Click here to return to the main site.

DVD Review

DVD cover

Days of Darkness: Rise of the Flesheaters


Starring: Travis Brorsen, Roshelle Pattison and Chris Ivan Cevic
Revolver Entertainment
RRP: £12.99
Certificate: 18
Available 06 October 2008

Young couple Steve and Mimi have been camping in Topanga Canyon. They return to their dust-covered car after an apparently harmless comet has struck the Earth nearby. Steve tries to help a man, who is staggering along the road, and ends up being badly bitten by him. When the car is abruptly attacked by a group of vicious zombies, they are rescued by a man called Simon, who takes them to a small compound with a concrete bunker, hidden in the hills. Here they meet a mixed bunch of survivors, including an unhinged religious fanatic, an ex-porno star and her virgin daughter, two car salesmen and a pathologically suspicious and trigger-happy ranch owner. As the zombies gather at the fence seeking a way in, this motley crew of people is obliged to defend their territory. However, that proves difficult when the Bible-basher believes what's happening is God's plan to wipe out mankind, and Mimi becomes pregnant when she hasn't even had sex. Furthermore, at some stage someone will have to leave the safety of the compound to go in search of supplies...

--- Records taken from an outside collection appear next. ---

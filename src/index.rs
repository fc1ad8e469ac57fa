// Copyright 2025-present Harīṣh Tummalachērla
// SPDX-License-Identifier: Apache-2.0

//! Two-phase index lifecycle: mutable builder, then frozen index.
//!
//! Ingestion happens exactly once, at startup: every sentence record flows
//! through [`IndexBuilder::add_sentence`], which tokenizes the text and
//! inserts each word into the trie. [`IndexBuilder::finalize`] then consumes
//! the builder and hands back a [`SuggestIndex`] that exposes no `&mut`
//! methods at all — the type system is the lifecycle boundary, not a flag
//! someone has to remember to check.
//!
//! After finalize the index is plain immutable data (`Send + Sync`), so any
//! number of query threads can share it behind an `Arc` without locking.
//! Re-indexing means building a new index and swapping the `Arc`.

use crate::scoring::ScoringConfig;
use crate::search;
use crate::trie::Trie;
use crate::types::{IndexStats, InputError, Sentence, SentenceId, Suggestion};
use crate::utils::tokenize;
use std::collections::HashMap;

#[cfg(feature = "parallel")]
use rayon::prelude::*;

/// Mutable accumulation phase of the index.
#[derive(Debug, Default)]
pub struct IndexBuilder {
    trie: Trie,
    sentences: HashMap<SentenceId, Sentence>,
}

impl IndexBuilder {
    /// Create an empty builder.
    pub fn new() -> Self {
        IndexBuilder {
            trie: Trie::new(),
            sentences: HashMap::new(),
        }
    }

    /// Ingest one sentence record.
    ///
    /// Tokenizes `text` (normalize, strip punctuation, split) and inserts
    /// every word with its position. A line that tokenizes to nothing is
    /// stored but can never match — it has no occurrences in the trie.
    ///
    /// Duplicate ids are rejected: the trie back-references sentences by id
    /// only, so overwriting a sentence would strand its occurrences.
    pub fn add_sentence(
        &mut self,
        id: SentenceId,
        text: &str,
        source_label: &str,
    ) -> Result<(), InputError> {
        if self.sentences.contains_key(&id) {
            return Err(InputError::DuplicateSentence { id });
        }

        let tokens = tokenize(text);
        for (word, position) in &tokens {
            self.trie.insert(word, id, *position)?;
        }

        self.sentences.insert(
            id,
            Sentence {
                id,
                text: text.to_string(),
                source_label: source_label.to_string(),
                word_count: tokens.len(),
            },
        );
        Ok(())
    }

    /// Ingest a batch of `(id, text, source_label)` records in order.
    pub fn add_records<'a, I>(&mut self, records: I) -> Result<(), InputError>
    where
        I: IntoIterator<Item = (SentenceId, &'a str, &'a str)>,
    {
        for (id, text, source_label) in records {
            self.add_sentence(id, text, source_label)?;
        }
        Ok(())
    }

    /// Batch ingestion with parallel tokenization.
    ///
    /// Map phase: tokenize every record on the rayon pool. Reduce phase:
    /// insert sequentially — the trie is a single mutable structure, and
    /// sequential insertion of pre-tokenized words is cheap compared to
    /// normalization. Output is identical to [`IndexBuilder::add_records`].
    #[cfg(feature = "parallel")]
    pub fn add_records_parallel(
        &mut self,
        records: Vec<(SentenceId, String, String)>,
    ) -> Result<(), InputError> {
        let tokenized: Vec<(SentenceId, String, String, Vec<(String, u32)>)> = records
            .into_par_iter()
            .map(|(id, text, source_label)| {
                let tokens = tokenize(&text);
                (id, text, source_label, tokens)
            })
            .collect();

        for (id, text, source_label, tokens) in tokenized {
            if self.sentences.contains_key(&id) {
                return Err(InputError::DuplicateSentence { id });
            }
            for (word, position) in &tokens {
                self.trie.insert(word, id, *position)?;
            }
            self.sentences.insert(
                id,
                Sentence {
                    id,
                    text,
                    source_label,
                    word_count: tokens.len(),
                },
            );
        }
        Ok(())
    }

    /// Number of sentences ingested so far.
    pub fn len(&self) -> usize {
        self.sentences.len()
    }

    /// True if nothing has been ingested.
    pub fn is_empty(&self) -> bool {
        self.sentences.is_empty()
    }

    /// Freeze the builder into an immutable, shareable index.
    pub fn finalize(self) -> SuggestIndex {
        SuggestIndex {
            trie: self.trie,
            sentences: self.sentences,
        }
    }
}

/// The frozen, query-only index: word trie plus sentence table.
///
/// No method takes `&mut self`; share it across threads freely. All lookup
/// misses are empty results — an index that was never populated answers
/// every query with an empty list, exactly like one whose corpus simply
/// doesn't match.
#[derive(Debug)]
pub struct SuggestIndex {
    trie: Trie,
    sentences: HashMap<SentenceId, Sentence>,
}

impl SuggestIndex {
    /// The word trie, for callers that want raw lookups.
    pub fn trie(&self) -> &Trie {
        &self.trie
    }

    /// Look up a sentence by id.
    pub fn sentence(&self, id: SentenceId) -> Option<&Sentence> {
        self.sentences.get(&id)
    }

    /// Number of sentences in the table.
    pub fn len(&self) -> usize {
        self.sentences.len()
    }

    /// True if the index holds no sentences. Lets callers that care
    /// distinguish "never populated" from "query just didn't match".
    pub fn is_empty(&self) -> bool {
        self.sentences.is_empty()
    }

    /// Index counters for the stats surface.
    pub fn stats(&self) -> IndexStats {
        IndexStats {
            sentences: self.sentences.len(),
            distinct_words: self.trie.distinct_words(),
            trie_nodes: self.trie.node_count(),
        }
    }

    /// Ranked suggestions for raw user input. See [`search::suggest`].
    pub fn suggest(
        &self,
        input: &str,
        config: &ScoringConfig,
    ) -> Result<Vec<Suggestion>, InputError> {
        search::suggest(self, input, config)
    }
}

The opening of this movie displays the dramatic title, the impressive rumbling sound effects and foreboding music, signalling the harbinger of doom. And then... the worst, most 'cartoony' CGI effects I've ever had the misfortune to witness represents the comet heading for Earth. Throughout the viewing process I was constantly changing my overall opinion of Days of Darkness. The bad moments seem to cancel-out the good, and vice versa.

Let's tackle those awful moments first. The dialogue is not only stilted much of the time, but also cringeworthy in its application. The character conversations flow into pockets of unnatural speech which proves uneasy to listen to. Then it's back to normal and you try to ignore the mistakes because it's more comfortable that way. The cutting of scenes is a bit shabby too; I was reminded of the old spoof soap opera, Acorn Antiques, when they would wait for their cues and then start walking. Background conversations should be properly scripted too, not just embarrassing indistinct muttering.

Another downside worth mentioning is the excruciatingly slow staggering of the zombies. Zombie films have moved on now - slow, lethargic lurching is no longer scary. It's not even enjoyable to watch. In fact, these creatures prove so slow that I'm certain any one of the characters would have ample opportunity to make a cup of tea, plant a rose bush and look through the Argos catalogue before the zombies got anywhere near them. Even those who perish at the aggressors' hands need to throw themselves in the right direction.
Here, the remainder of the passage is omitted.